═══ DATA SHOWN ═══

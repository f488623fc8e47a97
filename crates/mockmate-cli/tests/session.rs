//! End-to-end CLI runs against a mocked Mock-Mate backend.

use std::fs;
use std::path::Path;

use assert_cmd::cargo::cargo_bin_cmd;
use predicates::prelude::*;
use serde_json::{Value, json};
use tempfile::TempDir;
use wiremock::matchers::{body_json, header, method, path, query_param};
use wiremock::{Mock, MockServer, ResponseTemplate};

fn can_bind_localhost() -> bool {
    std::net::TcpListener::bind("127.0.0.1:0").is_ok()
}

/// Creates a temp MOCKMATE_HOME directory for test isolation.
fn temp_home() -> TempDir {
    TempDir::new().expect("create temp mockmate home")
}

fn write_token(home: &Path, token: &str) {
    fs::write(
        home.join("credentials.json"),
        json!({ "token": token }).to_string(),
    )
    .unwrap();
}

fn stored_token(home: &Path) -> Option<String> {
    let contents = fs::read_to_string(home.join("credentials.json")).ok()?;
    let parsed: Value = serde_json::from_str(&contents).ok()?;
    parsed["token"].as_str().map(str::to_string)
}

#[tokio::test]
async fn test_login_stores_credential() {
    if !can_bind_localhost() {
        eprintln!("Skipping: cannot bind localhost TCP port in this environment.");
        return;
    }
    let home = temp_home();
    let server = MockServer::start().await;

    Mock::given(method("POST"))
        .and(path("/auth/login"))
        .and(body_json(json!({"username": "ada", "password": "hunter2"})))
        .respond_with(ResponseTemplate::new(200).set_body_json(json!({
            "token": "jwt-cli",
            "type": "Bearer",
            "username": "ada",
            "role": "MENTOR"
        })))
        .expect(1)
        .mount(&server)
        .await;

    cargo_bin_cmd!("mockmate")
        .env("MOCKMATE_HOME", home.path())
        .env("MOCKMATE_API_URL", server.uri())
        .env("MOCKMATE_PASSWORD", "hunter2")
        .args(["login", "--username", "ada"])
        .assert()
        .success()
        .stdout(predicate::str::contains("Logged in as ada (MENTOR)"));

    assert_eq!(stored_token(home.path()).as_deref(), Some("jwt-cli"));
}

#[tokio::test]
async fn test_login_output_masks_token() {
    if !can_bind_localhost() {
        eprintln!("Skipping: cannot bind localhost TCP port in this environment.");
        return;
    }
    let home = temp_home();
    let server = MockServer::start().await;
    let token = "eyJhbGciOiJIUzI1NiJ9.payload.signature";

    Mock::given(method("POST"))
        .and(path("/auth/login"))
        .respond_with(ResponseTemplate::new(200).set_body_json(json!({
            "token": token,
            "username": "ada"
        })))
        .expect(1)
        .mount(&server)
        .await;

    let credentials = home.path().join("credentials.json");
    cargo_bin_cmd!("mockmate")
        .env("MOCKMATE_HOME", home.path())
        .env("MOCKMATE_API_URL", server.uri())
        .env("MOCKMATE_PASSWORD", "hunter2")
        .args(["login", "--username", "ada"])
        .assert()
        .success()
        .stdout(predicate::str::contains("Token: eyJhbGciOiJI..."))
        .stdout(predicate::str::contains(token).not())
        .stdout(predicate::str::contains(format!(
            "Credentials saved to: {}",
            credentials.display()
        )));

    assert_eq!(stored_token(home.path()).as_deref(), Some(token));
}

#[tokio::test]
async fn test_whoami_sends_stored_credential() {
    if !can_bind_localhost() {
        eprintln!("Skipping: cannot bind localhost TCP port in this environment.");
        return;
    }
    let home = temp_home();
    write_token(home.path(), "jwt-stored");
    let server = MockServer::start().await;

    Mock::given(method("GET"))
        .and(path("/user/profile"))
        .and(header("authorization", "Bearer jwt-stored"))
        .respond_with(ResponseTemplate::new(200).set_body_json(json!({
            "id": 3,
            "username": "ada",
            "email": "ada@example.com"
        })))
        .expect(1)
        .mount(&server)
        .await;

    cargo_bin_cmd!("mockmate")
        .env("MOCKMATE_HOME", home.path())
        .env("MOCKMATE_API_URL", server.uri())
        .arg("whoami")
        .assert()
        .success()
        .stdout(predicate::str::contains("\"username\": \"ada\""));
}

#[tokio::test]
async fn test_expired_session_prints_hint_and_clears_credential() {
    if !can_bind_localhost() {
        eprintln!("Skipping: cannot bind localhost TCP port in this environment.");
        return;
    }
    let home = temp_home();
    write_token(home.path(), "jwt-expired");
    let server = MockServer::start().await;

    Mock::given(method("GET"))
        .and(path("/user/stats"))
        .respond_with(ResponseTemplate::new(401))
        .expect(1)
        .mount(&server)
        .await;

    cargo_bin_cmd!("mockmate")
        .env("MOCKMATE_HOME", home.path())
        .env("MOCKMATE_API_URL", server.uri())
        .arg("stats")
        .assert()
        .code(2)
        .stderr(predicate::str::contains("session expired, run `mockmate login`"));

    assert!(!home.path().join("credentials.json").exists());
}

#[tokio::test]
async fn test_server_error_exits_with_status_message() {
    if !can_bind_localhost() {
        eprintln!("Skipping: cannot bind localhost TCP port in this environment.");
        return;
    }
    let home = temp_home();
    write_token(home.path(), "jwt-live");
    let server = MockServer::start().await;

    Mock::given(method("GET"))
        .and(path("/admin/dashboard"))
        .respond_with(ResponseTemplate::new(500).set_body_json(json!({"error": "db down"})))
        .mount(&server)
        .await;

    cargo_bin_cmd!("mockmate")
        .env("MOCKMATE_HOME", home.path())
        .env("MOCKMATE_API_URL", server.uri())
        .args(["admin", "dashboard"])
        .assert()
        .code(1)
        .stderr(predicate::str::contains("HTTP 500: db down"));

    assert_eq!(stored_token(home.path()).as_deref(), Some("jwt-live"));
}

#[tokio::test]
async fn test_question_list_passes_filters() {
    if !can_bind_localhost() {
        eprintln!("Skipping: cannot bind localhost TCP port in this environment.");
        return;
    }
    let home = temp_home();
    let server = MockServer::start().await;

    Mock::given(method("GET"))
        .and(path("/questions"))
        .and(query_param("category", "CODING"))
        .and(query_param("limit", "20"))
        .respond_with(ResponseTemplate::new(200).set_body_json(json!([
            {"id": 5, "title": "Two sum", "type": "CODING", "difficulty": "EASY"}
        ])))
        .expect(1)
        .mount(&server)
        .await;

    cargo_bin_cmd!("mockmate")
        .env("MOCKMATE_HOME", home.path())
        .env("MOCKMATE_API_URL", server.uri())
        .args(["questions", "list", "--category", "CODING", "--limit", "20"])
        .assert()
        .success()
        .stdout(predicate::str::contains("Two sum"));
}

#[tokio::test]
async fn test_logout_removes_credential() {
    if !can_bind_localhost() {
        eprintln!("Skipping: cannot bind localhost TCP port in this environment.");
        return;
    }
    let home = temp_home();
    write_token(home.path(), "jwt-live");
    let server = MockServer::start().await;

    Mock::given(method("POST"))
        .and(path("/auth/logout"))
        .and(header("authorization", "Bearer jwt-live"))
        .respond_with(ResponseTemplate::new(200))
        .expect(1)
        .mount(&server)
        .await;

    cargo_bin_cmd!("mockmate")
        .env("MOCKMATE_HOME", home.path())
        .env("MOCKMATE_API_URL", server.uri())
        .arg("logout")
        .assert()
        .success()
        .stdout(predicate::str::contains("Logged out"));

    assert!(!home.path().join("credentials.json").exists());
}
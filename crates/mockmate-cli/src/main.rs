mod cli;

use mockmate_client::ApiError;

/// Exit status when the backend rejected the stored credential.
const EXIT_SESSION_EXPIRED: i32 = 2;

fn main() {
    if let Err(e) = cli::run() {
        if e
            .downcast_ref::<ApiError>()
            .is_some_and(ApiError::is_session_expired)
        {
            // The login hint was already printed by the navigator.
            std::process::exit(EXIT_SESSION_EXPIRED);
        }
        eprintln!("{e:#}"); // pretty anyhow chain
        std::process::exit(1);
    }
}
use chrono::NaiveDateTime;
use serde::{Deserialize, Serialize};

use super::{InterviewType, SessionStatus};

#[derive(Debug, Clone, Serialize, Deserialize)]
#[serde(rename_all = "camelCase")]
pub struct Interview {
    pub id: i64,
    pub title: String,
    #[serde(default)]
    pub description: Option<String>,
    #[serde(rename = "type")]
    pub kind: InterviewType,
    pub status: SessionStatus,
    #[serde(default)]
    pub user_id: Option<i64>,
    #[serde(default)]
    pub user_name: Option<String>,
    #[serde(default)]
    pub mentor_id: Option<i64>,
    #[serde(default)]
    pub mentor_name: Option<String>,
    #[serde(default)]
    pub scheduled_at: Option<NaiveDateTime>,
    #[serde(default)]
    pub started_at: Option<NaiveDateTime>,
    #[serde(default)]
    pub completed_at: Option<NaiveDateTime>,
    #[serde(default)]
    pub duration_minutes: Option<u32>,
    #[serde(default)]
    pub score: Option<f64>,
    #[serde(default)]
    pub feedback: Option<String>,
    #[serde(default)]
    pub peer_user_id: Option<i64>,
    #[serde(default)]
    pub peer_user_name: Option<String>,
    #[serde(default, rename = "isPeerInterview", alias = "peerInterview")]
    pub is_peer_interview: bool,
}

/// New interview session. Duration defaults to 60 minutes.
#[derive(Debug, Clone, Serialize)]
#[serde(rename_all = "camelCase")]
pub struct CreateInterviewRequest {
    pub title: String,
    #[serde(skip_serializing_if = "Option::is_none")]
    pub description: Option<String>,
    #[serde(rename = "type")]
    pub kind: InterviewType,
    pub scheduled_at: NaiveDateTime,
    pub duration_minutes: u32,
    #[serde(skip_serializing_if = "Option::is_none")]
    pub mentor_id: Option<i64>,
    #[serde(skip_serializing_if = "Option::is_none")]
    pub peer_user_id: Option<i64>,
    #[serde(rename = "isPeerInterview")]
    pub is_peer_interview: bool,
}

impl CreateInterviewRequest {
    pub const DEFAULT_DURATION_MINUTES: u32 = 60;

    pub fn new(title: impl Into<String>, kind: InterviewType, scheduled_at: NaiveDateTime) -> Self {
        Self {
            title: title.into(),
            description: None,
            kind,
            scheduled_at,
            duration_minutes: Self::DEFAULT_DURATION_MINUTES,
            mentor_id: None,
            peer_user_id: None,
            is_peer_interview: false,
        }
    }
}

═══

▸ WHAT IS NEEDED: Using the listing above, list every line in which the string "const" occurs.

▸ SOLUTION FOR THIS EXERCISE:
const EXIT_SESSION_EXPIRED: i32 = 2;
    pub const DEFAULT_DURATION_MINUTES: u32 = 60;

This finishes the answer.